Martin Scorsese sur les origines de la World Cinema Foundation : « Ceci remonte au lancement de la Film Foundation aux Etats-Unis avec moi-même, Spielberg, Lucas, Pollack,
Coppola, Eastwood et puis d’autres. On s’est rendu compte qu’en combinant nos influences en tant que cinéastes, on pouvait mettre la pression sur les studios et
d’autres organismes. Il y a beaucoup de films qui ont été négligés et certains ont perdu leurs droits, ils sont devenus orphelins. En 1990, on a donc
créé une autre façon de penser le patrimoine cinématographique américain. Depuis 17 ans, les choses se sont améliorées en matière de
préservation et de restauration des films. Pendant ce temps-là, Ermanno et moi nous sommes demandé si on ne pouvait pas faire la même chose sur le plan international,
surtout avec des pays qui n’ont pas la capacité d’avoir le soutien et le financement nécessaires pour restaurer certains films (…) Depuis quelques
années, on se dit que ce serait bien d’utiliser l’influence des réalisateurs mondiaux pour trouver ces financements. C’est ce genre de détermination, ce
type d’obstination dont nous avons besoin. Il faut que les cinéastes fassent preuve d’une certaine ténacité, d’une certaine obsession. »

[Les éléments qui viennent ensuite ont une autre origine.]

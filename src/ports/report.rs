//! Progress reporting sinks.

use super::Reporter;

/// Writes progress lines to stdout for interactive hosts.
pub struct ConsoleReporter;

impl Reporter for ConsoleReporter {
    fn line(&self, message: &str) {
        println!("{message}");
    }
}

/// Discards all progress lines. For embedding hosts that report elsewhere.
pub struct NullReporter;

impl Reporter for NullReporter {
    fn line(&self, _message: &str) {}
}
//! Install root configuration.

use anyhow::{Context, Result};
use std::env;
use std::path::PathBuf;

/// Environment variable overriding the default install root.
pub const ROOT_ENV: &str = "PLACER_ROOT";

/// Where repository-relative resolved paths are anchored.
///
/// Resolution order: explicit value, then [`ROOT_ENV`], then `~/.placer`.
#[derive(Debug, Clone, PartialEq, Eq)]
pub struct Config {
    pub install_root: PathBuf,
}

impl Config {
    pub fn new(install_root: Option<PathBuf>) -> Result<Self> {
        let install_root = match install_root {
            Some(root) => root,
            None => match env::var_os(ROOT_ENV) {
                Some(root) => PathBuf::from(root),
                None => dirs::home_dir()
                    .context("Could not determine home directory")?
                    .join(".placer"),
            },
        };
        Ok(Self { install_root })
    }
}

#[cfg(test)]
mod tests {
    use super::*;

    #[test]
    fn test_explicit_root_wins() {
        let config = Config::new(Some(PathBuf::from("/srv/repo"))).unwrap();
        assert_eq!(config.install_root, PathBuf::from("/srv/repo"));
    }

    // Single test for both env-dependent cases; parallel tests must not race
    // on ROOT_ENV.
    #[test]
    fn test_env_root_resolution() {
        unsafe {
            env::set_var(ROOT_ENV, "/srv/from-env");
        }
        let from_env = Config::new(None).unwrap();
        let explicit = Config::new(Some(PathBuf::from("/srv/explicit"))).unwrap();
        unsafe {
            env::remove_var(ROOT_ENV);
        }

        assert_eq!(from_env.install_root, PathBuf::from("/srv/from-env"));
        assert_eq!(explicit.install_root, PathBuf::from("/srv/explicit"));
    }
}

Martin Scorsese sur le mélange des cultures : « Provenant de la classe ouvrière à New York, mes parents n’étaient pas instruits et je n’avais
pas l’habitude de lire des livres. Alors, j’ai vu beaucoup de films à la télévision et je me souviens avoir appris des choses sur l’Inde à partir
des films de Satyajit Ray. Et cela m’a ouvert tout un monde. Beaucoup de réalisateurs ont été nourris par des films américains, britanniques, italiens,
coréens, nord-africains. Ce phénomène d’interaction entre les cultures pourrait ainsi déboucher sur un nouveau type de cinéma. Ca existe
déjà ici, à Cannes. Grâce au cinéma, on se familiarise davantage avec les autres cultures, ce qui peut amener à une meilleure compréhension
politique des choses. »

Souleymane Cissé sur le fonctionnement de la World Cinema Foundation : « La Fondation n’est pas encore née, mais il y a déjà une dizaine de titres
qui nous ont été proposés. Il y en a de tous les continents, des films chinois, des films mexicains, des films indiens, des films coréens. Je pense qu’il y
aura un mécanisme un peu naturel. Les projets arriveront naturellement à la Fondation, il y aura des metteurs en scène qui améneront des films représentant
leur propre culture, l’identité de leur propre pays. »

Walter Salles sur l’idée d’identité culturelle : « Il y a une phrase qu’ont dite le producteur de Glauber Rocha et son directeur de la photographie :
« Un pays sans une histoire du cinéma, c’est comme une maison sans miroir ». On comprend très vite que le problème de la conservation des films est un
problème de la conservation de l’identité culturelle, de la pluralité et de la diversité culturelle. »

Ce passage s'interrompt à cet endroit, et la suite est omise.